* **The task**
Given the entries below, please return each one exactly.

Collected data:

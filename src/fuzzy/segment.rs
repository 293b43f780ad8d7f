// Copyright 2025-present Harīṣh Tummalachērla
// SPDX-License-Identifier: Apache-2.0

//! Single-segment matching.
//!
//! Greedy and leftmost: each query character takes the first case-insensitive
//! occurrence at or after the previous hit. Greedy can miss a cheaper
//! alignment inside one segment, but it is linear, and it is deterministic,
//! which lets `get_matches` replay a chain and land on exactly the indices
//! the traversal scored.

use crate::config::ScoringWeights;
use crate::scoring::{char_cost, Previous};
use crate::types::Weight;
use crate::utils::fold_case;

/// The text one trie node contributes to a match chain.
///
/// The first node of a chain is matched by its bare name. Every later node
/// is matched as `prefix + name` where `prefix` is the delimiter, so a query
/// typed with explicit separators (`foo::b`) still lines up.
#[derive(Debug, Clone, Copy)]
pub struct Segment<'a> {
    pub prefix: &'a str,
    pub name: &'a str,
}

impl<'a> Segment<'a> {
    /// First segment of a chain: no delimiter in front.
    pub fn leading(name: &'a str) -> Self {
        Segment { prefix: "", name }
    }

    /// Any later segment: delimiter in front.
    pub fn nested(delimiter: &'a str, name: &'a str) -> Self {
        Segment {
            prefix: delimiter,
            name,
        }
    }

    /// Length in characters, delimiter included.
    pub fn char_len(&self) -> usize {
        self.prefix.chars().count() + self.name.chars().count()
    }

    fn chars(&self) -> impl Iterator<Item = char> + 'a {
        self.prefix.chars().chain(self.name.chars())
    }
}

/// How much of a query one segment managed to consume, and at what cost.
#[derive(Debug, Clone, Copy, PartialEq, Eq, Default)]
pub struct SegmentMatch {
    /// Query characters consumed, counted from the start of the tail.
    pub consumed: usize,
    /// Sum of the per-character costs. Zero when nothing was consumed.
    pub weight: Weight,
}

impl SegmentMatch {
    /// Did this segment eat every character it was offered?
    pub fn is_complete(&self, tail_len: usize) -> bool {
        self.consumed == tail_len
    }
}

/// Match `query` against one segment.
///
/// Hits are appended to `indices` as character positions within the segment
/// text (prefix included) when a buffer is supplied.
pub fn match_segment(
    weights: &ScoringWeights,
    segment: Segment<'_>,
    query: &[char],
    mut indices: Option<&mut Vec<usize>>,
) -> SegmentMatch {
    let prefix_len = segment.prefix.chars().count();
    let mut text = segment.chars().enumerate();
    let mut result = SegmentMatch::default();
    let mut previous = Previous::SegmentStart;

    'query: for &query_char in query {
        let wanted = fold_case(query_char);
        for (pos, name_char) in text.by_ref() {
            if fold_case(name_char) != wanted {
                continue;
            }
            result.weight = result
                .weight
                .saturating_add(char_cost(weights, query_char, name_char, pos, previous, prefix_len));
            result.consumed += 1;
            previous = Previous::At(pos);
            if let Some(out) = indices.as_deref_mut() {
                out.push(pos);
            }
            continue 'query;
        }
        // Segment exhausted before the query was
        break;
    }

    result
}
// Copyright 2025-present Harīṣh Tummalachērla
// SPDX-License-Identifier: Apache-2.0

//! Fuzzy search over hierarchical names.
//!
//! Register qualified identifiers (`std::vec::Vec`, `foo::bar::baz`) one by
//! one, then query with a partial or abbreviated string and get back ranked
//! matches with the matched characters marked for highlighting.
//!
//! # Architecture
//!
//! ```text
//! ┌───────────────┐     ┌──────────────┐     ┌────────────────┐
//! │ dictionary.rs │────▶│   trie/      │────▶│   search/      │
//! │  (word ⟷ Id)  │     │ (SearchNode, │     │ (SearchIndex,  │
//! │               │     │   NodeRef)   │     │  traversal,    │
//! └───────────────┘     └──────────────┘     │  get_matches)  │
//!                                            └────────────────┘
//!        ┌──────────────────────┐                    │
//!        │ fuzzy/ + scoring/    │◀───────────────────┘
//!        │ (segment matcher,    │
//!        │  weights, ranking)   │
//!        └──────────────────────┘
//! ```
//!
//! # Usage
//!
//! ```
//! use namesift::{Id, SearchIndex};
//!
//! let mut index = SearchIndex::new();
//! let node = index.add_node(&["a", "b"]);
//! index.add_token_id(node, Id(1));
//! index.add_token_id(node, Id(2));
//!
//! assert_eq!(index.get_node("a::b"), Some(node));
//!
//! let matches = index.run_fuzzy_search_and_get_matches("ab");
//! assert_eq!(matches[0].full_name, "a::b");
//! assert_eq!(matches[0].token_ids.len(), 2);
//! ```

// Module declarations
pub mod config;
mod dictionary;
mod error;
pub mod fuzzy;
pub mod scoring;
mod search;
#[cfg(feature = "parallel")]
mod shared;
pub mod testing;
mod trie;
mod types;
mod utils;

// Re-exports for public API
pub use config::{ScoringWeights, SearchConfig, DELIMITER, MAX_WEIGHT};
pub use dictionary::Dictionary;
pub use error::{Error, Result};
pub use scoring::ranking::compare_matches;
pub use search::SearchIndex;
#[cfg(feature = "parallel")]
pub use shared::SharedSearchIndex;
pub use trie::{NodeRef, SearchNode, Trie};
pub use types::{Id, NodeId, SearchMatch, SearchResult, SearchResults, Weight};
pub use utils::{fold_case, join_name, split_name};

* **Exercise result**
filename src/fuzzy/segment.rs
repository 293b43f780ad8d7f
// Copyright 2025-present Harīṣh Tummalachērla
// SPDX-License-Identifier: Apache-2.0

//! Single-segment matching.
//!
//! Greedy and leftmost: each query character takes the first case-insensitive
//! occurrence at or after the previous hit. Greedy can miss a cheaper
//! alignment inside one segment, but it is linear, and it is deterministic,
//! which lets `get_matches` replay a chain and land on exactly the indices
//! the traversal scored.

use crate::config::ScoringWeights;
use crate::scoring::{char_cost, Previous};
use crate::types::Weight;
use crate::utils::fold_case;

/// The text one trie node contributes to a match chain.
///
/// The first node of a chain is matched by its bare name. Every later node
/// is matched as `prefix + name` where `prefix` is the delimiter, so a query
/// typed with explicit separators (`foo::b`) still lines up.
#[derive(Debug, Clone, Copy)]
pub struct Segment<'a> {
    pub prefix: &'a str,
    pub name: &'a str,
}

impl<'a> Segment<'a> {
    /// First segment of a chain: no delimiter in front.
    pub fn leading(name: &'a str) -> Self {
        Segment { prefix: "", name }
    }

    /// Any later segment: delimiter in front.
    pub fn nested(delimiter: &'a str, name: &'a str) -> Self {
        Segment {
            prefix: delimiter,
            name,
        }
    }

    /// Length in characters, delimiter included.
    pub fn char_len(&self) -> usize {
        self.prefix.chars().count() + self.name.chars().count()
    }

    fn chars(&self) -> impl Iterator<Item = char> + 'a {
        self.prefix.chars().chain(self.name.chars())
    }
}

/// How much of a query one segment managed to consume, and at what cost.
#[derive(Debug, Clone, Copy, PartialEq, Eq, Default)]
pub struct SegmentMatch {
    /// Query characters consumed, counted from the start of the tail.
    pub consumed: usize,
    /// Sum of the per-character costs. Zero when nothing was consumed.
    pub weight: Weight,
}

impl SegmentMatch {
    /// Did this segment eat every character it was offered?
    pub fn is_complete(&self, tail_len: usize) -> bool {
        self.consumed == tail_len
    }
}

/// Match `query` against one segment.
///
/// Hits are appended to `indices` as character positions within the segment
/// text (prefix included) when a buffer is supplied.
pub fn match_segment(
    weights: &ScoringWeights,
    segment: Segment<'_>,
    query: &[char],
    mut indices: Option<&mut Vec<usize>>,
) -> SegmentMatch {
    let prefix_len = segment.prefix.chars().count();
    let mut text = segment.chars().enumerate();
    let mut result = SegmentMatch::default();
    let mut previous = Previous::SegmentStart;

    'query: for &query_char in query {
        let wanted = fold_case(query_char);
        for (pos, name_char) in text.by_ref() {
            if fold_case(name_char) != wanted {
                continue;
            }
            result.weight = result
                .weight
                .saturating_add(char_cost(weights, query_char, name_char, pos, previous, prefix_len));
            result.consumed += 1;
            previous = Previous::At(pos);
            if let Some(out) = indices.as_deref_mut() {
                out.push(pos);
            }
            continue 'query;
        }
        // Segment exhausted before the query was
        break;
    }

    result
}
// Copyright 2025-present Harīṣh Tummalachērla
// SPDX-License-Identifier: Apache-2.0

//! Fuzzy search over hierarchical names.
//!
//! Register qualified identifiers (`std::vec::Vec`, `foo::bar::baz`) one by
//! one, then query with a partial or abbreviated string and get back ranked
//! matches with the matched characters marked for highlighting.
//!
//! # Architecture
//!
//! ```text
//! ┌───────────────┐     ┌──────────────┐     ┌────────────────┐
//! │ dictionary.rs │────▶│   trie/      │────▶│   search/      │
//! │  (word ⟷ Id)  │     │ (SearchNode, │     │ (SearchIndex,  │
//! │               │     │   NodeRef)   │     │  traversal,    │
//! └───────────────┘     └──────────────┘     │  get_matches)  │
//!                                            └────────────────┘
//!        ┌──────────────────────┐                    │
//!        │ fuzzy/ + scoring/    │◀───────────────────┘
//!        │ (segment matcher,    │
//!        │  weights, ranking)   │
//!        └──────────────────────┘
//! ```
//!
//! # Usage
//!
//! ```
//! use namesift::{Id, SearchIndex};
//!
//! let mut index = SearchIndex::new();
//! let node = index.add_node(&["a", "b"]);
//! index.add_token_id(node, Id(1));
//! index.add_token_id(node, Id(2));
//!
//! assert_eq!(index.get_node("a::b"), Some(node));
//!
//! let matches = index.run_fuzzy_search_and_get_matches("ab");
//! assert_eq!(matches[0].full_name, "a::b");
//! assert_eq!(matches[0].token_ids.len(), 2);
//! ```

// Module declarations
pub mod config;
mod dictionary;
mod error;
pub mod fuzzy;
pub mod scoring;
mod search;
#[cfg(feature = "parallel")]
mod shared;
pub mod testing;
mod trie;
mod types;
mod utils;

// Re-exports for public API
pub use config::{ScoringWeights, SearchConfig, DELIMITER, MAX_WEIGHT};
pub use dictionary::Dictionary;
pub use error::{Error, Result};
pub use scoring::ranking::compare_matches;
pub use search::SearchIndex;
#[cfg(feature = "parallel")]
pub use shared::SharedSearchIndex;
pub use trie::{NodeRef, SearchNode, Trie};
pub use types::{Id, NodeId, SearchMatch, SearchResult, SearchResults, Weight};
pub use utils::{fold_case, join_name, split_name};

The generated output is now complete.